- _Work required_
For every line in the listing below that contains the word "RiskSentinel", add one to the tally. State the final number and nothing else.

- _Exercise data_

-*-*-

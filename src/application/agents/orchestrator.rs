//! The Brain: runs the full scan cycle, blends the analyses, collects the
//! consensus votes, and writes the audited decision.

use crate::application::agents::alpha_scout::AlphaScout;
use crate::application::agents::risk_sentinel::RiskSentinel;
use crate::application::agents::technical_analyst::TechnicalAnalyst;
use crate::application::agents::{Agent, AgentCore, names};
use crate::application::context::AgentContext;
use crate::application::decision_engine::DecisionEngine;
use crate::application::position_sizer::PositionSizer;
use crate::domain::ports::CandleProvider;
use crate::domain::risk::ProposedTrade;
use crate::domain::sentiment::{MarketRegime, SentimentReport};
use crate::domain::signal::{ConsensusVote, Signal, SignalDirection, SignalStatus, VoteType};
use anyhow::Result;
use async_trait::async_trait;
use chrono::{DateTime, Utc};
use serde::Serialize;
use std::collections::VecDeque;
use std::sync::Arc;
use std::sync::Mutex;
use std::sync::atomic::{AtomicU64, Ordering};
use std::time::Instant;
use tracing::{error, info, warn};

/// Floor applied after the decision engine approves; the stricter of this
/// and the engine's own threshold wins.
const ORCHESTRATOR_MIN_CONFIDENCE: f64 = 0.55;
const CANDLE_FETCH_LIMIT: usize = 100;
const TASK_LOG_CAPACITY: usize = 50;

#[derive(Debug, Clone, Copy, PartialEq, Eq, Serialize)]
#[serde(rename_all = "lowercase")]
pub enum CycleAction {
    Execute,
    Reject,
    Skip,
}

#[derive(Debug, Clone, Serialize)]
pub struct ConsensusSummary {
    pub approved: bool,
    pub approve_count: usize,
    pub reject_count: usize,
    pub weighted_confidence: f64,
    pub min_required: f64,
}

#[derive(Debug, Clone, Serialize)]
pub struct RiskOutcome {
    pub score: f64,
    pub flags: Vec<String>,
    pub kill_switch: bool,
}

#[derive(Debug, Clone, Serialize)]
pub struct SentimentOutcome {
    pub direction: SignalDirection,
    pub score: f64,
    pub regime: MarketRegime,
    pub agreement: bool,
}

/// Full record of one scan cycle, returned to the caller and logged for
/// audit.
#[derive(Debug, Clone, Serialize)]
pub struct CycleOutcome {
    pub symbol: String,
    #[serde(skip_serializing_if = "Option::is_none")]
    pub signal_id: Option<i64>,
    #[serde(skip_serializing_if = "Option::is_none")]
    pub direction: Option<SignalDirection>,
    pub action: CycleAction,
    #[serde(skip_serializing_if = "Option::is_none")]
    pub reason: Option<String>,
    #[serde(skip_serializing_if = "Option::is_none")]
    pub confidence: Option<f64>,
    #[serde(skip_serializing_if = "Option::is_none")]
    pub blended_confidence: Option<f64>,
    #[serde(skip_serializing_if = "Option::is_none")]
    pub entry_price: Option<f64>,
    #[serde(skip_serializing_if = "Option::is_none")]
    pub stop_loss: Option<f64>,
    #[serde(skip_serializing_if = "Option::is_none")]
    pub take_profit: Option<f64>,
    #[serde(skip_serializing_if = "Option::is_none")]
    pub risk_reward: Option<f64>,
    pub timeframe: String,
    #[serde(skip_serializing_if = "Option::is_none")]
    pub consensus: Option<ConsensusSummary>,
    #[serde(skip_serializing_if = "Option::is_none")]
    pub risk: Option<RiskOutcome>,
    #[serde(skip_serializing_if = "Option::is_none")]
    pub sentiment: Option<SentimentOutcome>,
    pub cycle: u64,
    pub duration_ms: u64,
    pub timestamp: DateTime<Utc>,
    #[serde(skip_serializing_if = "Option::is_none")]
    pub error: Option<String>,
}

#[derive(Debug, Clone, Serialize)]
pub struct TaskLogEntry {
    pub cycle: u64,
    pub symbol: String,
    pub direction: SignalDirection,
    pub action: CycleAction,
    pub confidence: f64,
    pub risk_score: f64,
    pub duration_ms: u64,
    pub timestamp: DateTime<Utc>,
}

#[derive(Debug, Clone, Serialize)]
pub struct CycleStats {
    pub cycles_run: u64,
    pub signals_approved: u64,
    pub signals_rejected: u64,
    pub approval_rate: f64,
    pub min_consensus_confidence: f64,
}

pub struct Orchestrator {
    core: AgentCore,
    candles: Arc<dyn CandleProvider>,
    alpha_scout: Arc<AlphaScout>,
    technical_analyst: Arc<TechnicalAnalyst>,
    risk_sentinel: Arc<RiskSentinel>,
    decision_engine: DecisionEngine,
    position_sizer: Arc<dyn PositionSizer>,
    cycles_run: AtomicU64,
    signals_approved: AtomicU64,
    signals_rejected: AtomicU64,
    task_log: Mutex<VecDeque<TaskLogEntry>>,
}
use serde::{Deserialize, Serialize};

/// One OHLCV bar as returned by the candle provider.
///
/// Prices are plain f64, sufficient for signal-generation math. The
/// persistence layer is responsible for fixed-precision storage.
#[derive(Debug, Clone, Copy, PartialEq, Serialize, Deserialize)]
pub struct Candle {
    pub open_time: i64,
    pub open: f64,
    pub high: f64,
    pub low: f64,
    pub close: f64,
    pub volume: f64,
    pub close_time: i64,
}

impl Candle {
    /// Signed candle body: positive for bullish candles, negative for bearish.
    pub fn body(&self) -> f64 {
        self.close - self.open
    }
}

-*-*-

- _Solution to the problem_
2